_WORK TASK_
Among the lines below, keep only those from the one containing "filename crates/api-client/src/responses.rs" through the one containing "the free tier.", and reproduce them exactly.
[MATERIAL TO PROCESS]
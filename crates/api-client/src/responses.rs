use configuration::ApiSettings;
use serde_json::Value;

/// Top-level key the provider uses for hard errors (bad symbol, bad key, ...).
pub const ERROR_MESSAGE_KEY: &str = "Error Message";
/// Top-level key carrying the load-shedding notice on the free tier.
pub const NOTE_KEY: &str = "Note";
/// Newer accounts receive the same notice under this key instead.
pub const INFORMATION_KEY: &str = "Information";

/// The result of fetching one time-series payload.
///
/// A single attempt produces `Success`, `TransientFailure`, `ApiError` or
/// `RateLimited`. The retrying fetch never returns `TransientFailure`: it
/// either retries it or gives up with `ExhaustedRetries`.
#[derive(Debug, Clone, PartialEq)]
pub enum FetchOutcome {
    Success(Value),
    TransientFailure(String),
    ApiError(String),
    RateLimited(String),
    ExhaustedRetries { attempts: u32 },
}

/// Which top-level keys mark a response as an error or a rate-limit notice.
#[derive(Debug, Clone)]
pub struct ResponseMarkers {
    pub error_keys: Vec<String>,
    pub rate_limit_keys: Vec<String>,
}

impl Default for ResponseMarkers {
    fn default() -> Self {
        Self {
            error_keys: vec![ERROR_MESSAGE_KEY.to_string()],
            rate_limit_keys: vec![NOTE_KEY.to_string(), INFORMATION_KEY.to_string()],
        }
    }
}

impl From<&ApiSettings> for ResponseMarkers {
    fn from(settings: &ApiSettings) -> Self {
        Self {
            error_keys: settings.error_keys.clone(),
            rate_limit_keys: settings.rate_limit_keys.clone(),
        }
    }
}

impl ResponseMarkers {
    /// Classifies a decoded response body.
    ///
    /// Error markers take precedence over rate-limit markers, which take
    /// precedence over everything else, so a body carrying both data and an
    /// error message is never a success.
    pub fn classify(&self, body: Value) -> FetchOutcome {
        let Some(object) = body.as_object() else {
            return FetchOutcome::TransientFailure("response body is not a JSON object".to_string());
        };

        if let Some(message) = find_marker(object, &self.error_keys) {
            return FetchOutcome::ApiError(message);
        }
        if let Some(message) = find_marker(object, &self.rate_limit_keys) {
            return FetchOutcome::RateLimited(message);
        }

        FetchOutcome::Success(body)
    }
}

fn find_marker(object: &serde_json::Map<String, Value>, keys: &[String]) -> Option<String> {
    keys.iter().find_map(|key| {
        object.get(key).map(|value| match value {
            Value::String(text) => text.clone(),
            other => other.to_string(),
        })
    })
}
[/MATERIAL TO PROCESS]
[MATERIAL TO PROCESS]
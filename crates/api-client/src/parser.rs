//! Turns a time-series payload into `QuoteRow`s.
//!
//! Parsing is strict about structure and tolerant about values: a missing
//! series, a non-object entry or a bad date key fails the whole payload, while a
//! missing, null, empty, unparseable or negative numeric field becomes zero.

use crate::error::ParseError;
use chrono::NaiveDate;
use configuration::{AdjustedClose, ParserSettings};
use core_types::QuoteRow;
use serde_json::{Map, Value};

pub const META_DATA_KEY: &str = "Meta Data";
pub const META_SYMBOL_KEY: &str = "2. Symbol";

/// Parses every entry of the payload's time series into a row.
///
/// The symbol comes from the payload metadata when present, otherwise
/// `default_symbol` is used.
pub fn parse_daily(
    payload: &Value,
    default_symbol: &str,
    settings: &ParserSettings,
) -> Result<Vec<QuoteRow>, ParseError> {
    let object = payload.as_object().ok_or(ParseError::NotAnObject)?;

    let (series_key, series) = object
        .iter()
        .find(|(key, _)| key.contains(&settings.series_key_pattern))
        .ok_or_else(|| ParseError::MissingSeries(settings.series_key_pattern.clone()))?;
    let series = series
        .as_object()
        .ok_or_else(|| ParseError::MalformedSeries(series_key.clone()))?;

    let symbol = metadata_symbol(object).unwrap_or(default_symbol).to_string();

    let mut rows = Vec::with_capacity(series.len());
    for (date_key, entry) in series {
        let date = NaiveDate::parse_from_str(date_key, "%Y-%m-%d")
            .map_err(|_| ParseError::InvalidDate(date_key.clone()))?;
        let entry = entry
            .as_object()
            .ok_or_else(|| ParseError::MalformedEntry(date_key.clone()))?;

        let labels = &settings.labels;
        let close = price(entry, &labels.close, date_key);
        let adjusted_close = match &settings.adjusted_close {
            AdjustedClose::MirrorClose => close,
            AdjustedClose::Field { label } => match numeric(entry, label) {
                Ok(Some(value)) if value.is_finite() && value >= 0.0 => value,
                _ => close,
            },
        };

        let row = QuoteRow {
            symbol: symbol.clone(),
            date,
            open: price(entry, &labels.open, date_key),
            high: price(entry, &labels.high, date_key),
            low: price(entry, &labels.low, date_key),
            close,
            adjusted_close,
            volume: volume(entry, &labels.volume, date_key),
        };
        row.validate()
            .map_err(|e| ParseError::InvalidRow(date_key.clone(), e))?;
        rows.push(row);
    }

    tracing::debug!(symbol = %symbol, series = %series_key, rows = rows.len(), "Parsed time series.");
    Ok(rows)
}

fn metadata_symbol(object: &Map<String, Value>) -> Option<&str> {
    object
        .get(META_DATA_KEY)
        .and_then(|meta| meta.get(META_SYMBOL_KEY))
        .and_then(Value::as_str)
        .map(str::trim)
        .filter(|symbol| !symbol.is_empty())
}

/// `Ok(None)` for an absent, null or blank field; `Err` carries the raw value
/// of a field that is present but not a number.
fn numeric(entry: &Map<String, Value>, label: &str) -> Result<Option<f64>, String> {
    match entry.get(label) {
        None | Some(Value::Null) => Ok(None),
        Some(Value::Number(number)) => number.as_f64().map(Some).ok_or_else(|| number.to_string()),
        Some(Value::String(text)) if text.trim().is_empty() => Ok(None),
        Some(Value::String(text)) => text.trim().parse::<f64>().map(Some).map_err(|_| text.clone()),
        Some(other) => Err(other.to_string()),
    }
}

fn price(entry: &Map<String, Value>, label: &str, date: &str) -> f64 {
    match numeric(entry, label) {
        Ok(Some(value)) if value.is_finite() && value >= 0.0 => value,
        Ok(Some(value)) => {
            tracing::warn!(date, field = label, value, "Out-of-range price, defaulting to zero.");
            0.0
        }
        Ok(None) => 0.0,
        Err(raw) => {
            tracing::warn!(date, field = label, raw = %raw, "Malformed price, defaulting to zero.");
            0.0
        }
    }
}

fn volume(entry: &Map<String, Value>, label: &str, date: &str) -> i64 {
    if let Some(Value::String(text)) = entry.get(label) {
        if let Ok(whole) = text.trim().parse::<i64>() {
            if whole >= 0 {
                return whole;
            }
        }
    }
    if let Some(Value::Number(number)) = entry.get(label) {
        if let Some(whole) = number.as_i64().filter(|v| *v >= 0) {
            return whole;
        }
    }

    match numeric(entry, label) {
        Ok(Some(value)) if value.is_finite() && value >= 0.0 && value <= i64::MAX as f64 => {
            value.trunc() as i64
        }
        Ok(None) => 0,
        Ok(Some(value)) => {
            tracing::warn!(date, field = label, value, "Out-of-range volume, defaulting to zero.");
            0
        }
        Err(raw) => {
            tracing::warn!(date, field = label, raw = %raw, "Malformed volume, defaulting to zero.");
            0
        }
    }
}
[/MATERIAL TO PROCESS]
[MATERIAL TO PROCESS]
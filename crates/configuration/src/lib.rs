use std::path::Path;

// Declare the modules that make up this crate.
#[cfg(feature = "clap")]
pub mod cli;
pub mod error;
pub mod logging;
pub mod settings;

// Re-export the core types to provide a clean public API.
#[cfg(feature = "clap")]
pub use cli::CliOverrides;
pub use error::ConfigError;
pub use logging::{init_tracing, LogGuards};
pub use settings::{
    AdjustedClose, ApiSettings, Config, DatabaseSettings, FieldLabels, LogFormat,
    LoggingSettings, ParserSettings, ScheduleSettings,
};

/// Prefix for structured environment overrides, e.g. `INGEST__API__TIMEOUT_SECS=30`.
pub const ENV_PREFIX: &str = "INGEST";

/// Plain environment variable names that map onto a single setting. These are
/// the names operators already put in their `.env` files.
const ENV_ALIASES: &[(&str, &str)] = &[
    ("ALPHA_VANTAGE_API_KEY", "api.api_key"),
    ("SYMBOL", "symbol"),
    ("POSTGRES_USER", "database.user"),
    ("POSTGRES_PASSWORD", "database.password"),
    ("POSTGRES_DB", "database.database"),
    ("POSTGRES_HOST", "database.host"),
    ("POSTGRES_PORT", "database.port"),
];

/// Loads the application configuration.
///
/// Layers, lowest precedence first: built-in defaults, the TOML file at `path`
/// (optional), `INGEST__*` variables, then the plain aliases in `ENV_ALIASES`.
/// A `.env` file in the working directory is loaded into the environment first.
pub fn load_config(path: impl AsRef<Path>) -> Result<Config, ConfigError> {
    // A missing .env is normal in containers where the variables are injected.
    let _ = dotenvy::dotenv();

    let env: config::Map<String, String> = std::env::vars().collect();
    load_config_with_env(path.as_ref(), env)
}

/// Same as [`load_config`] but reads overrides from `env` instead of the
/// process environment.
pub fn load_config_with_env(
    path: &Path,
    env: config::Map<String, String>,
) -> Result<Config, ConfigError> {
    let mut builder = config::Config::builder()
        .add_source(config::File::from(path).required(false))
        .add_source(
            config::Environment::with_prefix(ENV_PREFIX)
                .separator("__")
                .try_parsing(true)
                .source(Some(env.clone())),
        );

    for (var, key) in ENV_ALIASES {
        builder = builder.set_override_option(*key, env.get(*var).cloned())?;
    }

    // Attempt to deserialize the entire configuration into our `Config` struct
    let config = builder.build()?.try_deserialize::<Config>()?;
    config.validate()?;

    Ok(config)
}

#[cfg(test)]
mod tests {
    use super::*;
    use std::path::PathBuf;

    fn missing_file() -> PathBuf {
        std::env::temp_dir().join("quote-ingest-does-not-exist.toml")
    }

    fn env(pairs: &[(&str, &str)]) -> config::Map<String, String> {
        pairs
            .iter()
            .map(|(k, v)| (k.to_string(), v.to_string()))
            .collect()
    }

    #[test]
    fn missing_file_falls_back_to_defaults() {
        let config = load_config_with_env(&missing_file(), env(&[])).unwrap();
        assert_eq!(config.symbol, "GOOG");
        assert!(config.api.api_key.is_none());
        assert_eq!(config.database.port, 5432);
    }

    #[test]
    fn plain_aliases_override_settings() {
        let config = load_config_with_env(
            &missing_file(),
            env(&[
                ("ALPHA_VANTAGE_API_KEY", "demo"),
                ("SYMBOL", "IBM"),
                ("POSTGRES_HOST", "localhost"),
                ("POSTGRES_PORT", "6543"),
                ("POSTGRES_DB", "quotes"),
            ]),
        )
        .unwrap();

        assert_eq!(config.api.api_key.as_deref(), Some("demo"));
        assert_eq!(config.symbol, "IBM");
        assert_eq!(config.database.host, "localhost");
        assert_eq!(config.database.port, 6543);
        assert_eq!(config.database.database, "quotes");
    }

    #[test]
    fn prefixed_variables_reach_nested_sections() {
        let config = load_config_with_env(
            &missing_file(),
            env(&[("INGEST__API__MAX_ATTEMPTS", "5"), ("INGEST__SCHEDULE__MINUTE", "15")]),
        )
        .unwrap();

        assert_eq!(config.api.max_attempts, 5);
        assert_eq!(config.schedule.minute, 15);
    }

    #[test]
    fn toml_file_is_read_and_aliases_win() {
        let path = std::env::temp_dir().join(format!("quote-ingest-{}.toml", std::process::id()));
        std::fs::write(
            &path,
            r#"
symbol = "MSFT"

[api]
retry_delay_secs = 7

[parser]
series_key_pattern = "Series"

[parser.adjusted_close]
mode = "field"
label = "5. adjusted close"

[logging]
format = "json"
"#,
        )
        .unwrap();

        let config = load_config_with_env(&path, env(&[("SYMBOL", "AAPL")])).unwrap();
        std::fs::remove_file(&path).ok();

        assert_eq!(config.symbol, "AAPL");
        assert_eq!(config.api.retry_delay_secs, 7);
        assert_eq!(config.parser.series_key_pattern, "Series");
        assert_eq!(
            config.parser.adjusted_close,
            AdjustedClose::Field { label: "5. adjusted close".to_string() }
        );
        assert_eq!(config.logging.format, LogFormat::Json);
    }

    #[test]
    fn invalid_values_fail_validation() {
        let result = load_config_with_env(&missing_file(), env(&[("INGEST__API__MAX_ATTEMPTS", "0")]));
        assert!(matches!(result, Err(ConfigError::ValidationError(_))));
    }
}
[/MATERIAL TO PROCESS]
_ANSWER TO THIS TASK_
filename crates/api-client/src/responses.rs
use configuration::ApiSettings;
use serde_json::Value;

/// Top-level key the provider uses for hard errors (bad symbol, bad key, ...).
pub const ERROR_MESSAGE_KEY: &str = "Error Message";
/// Top-level key carrying the load-shedding notice on the free tier.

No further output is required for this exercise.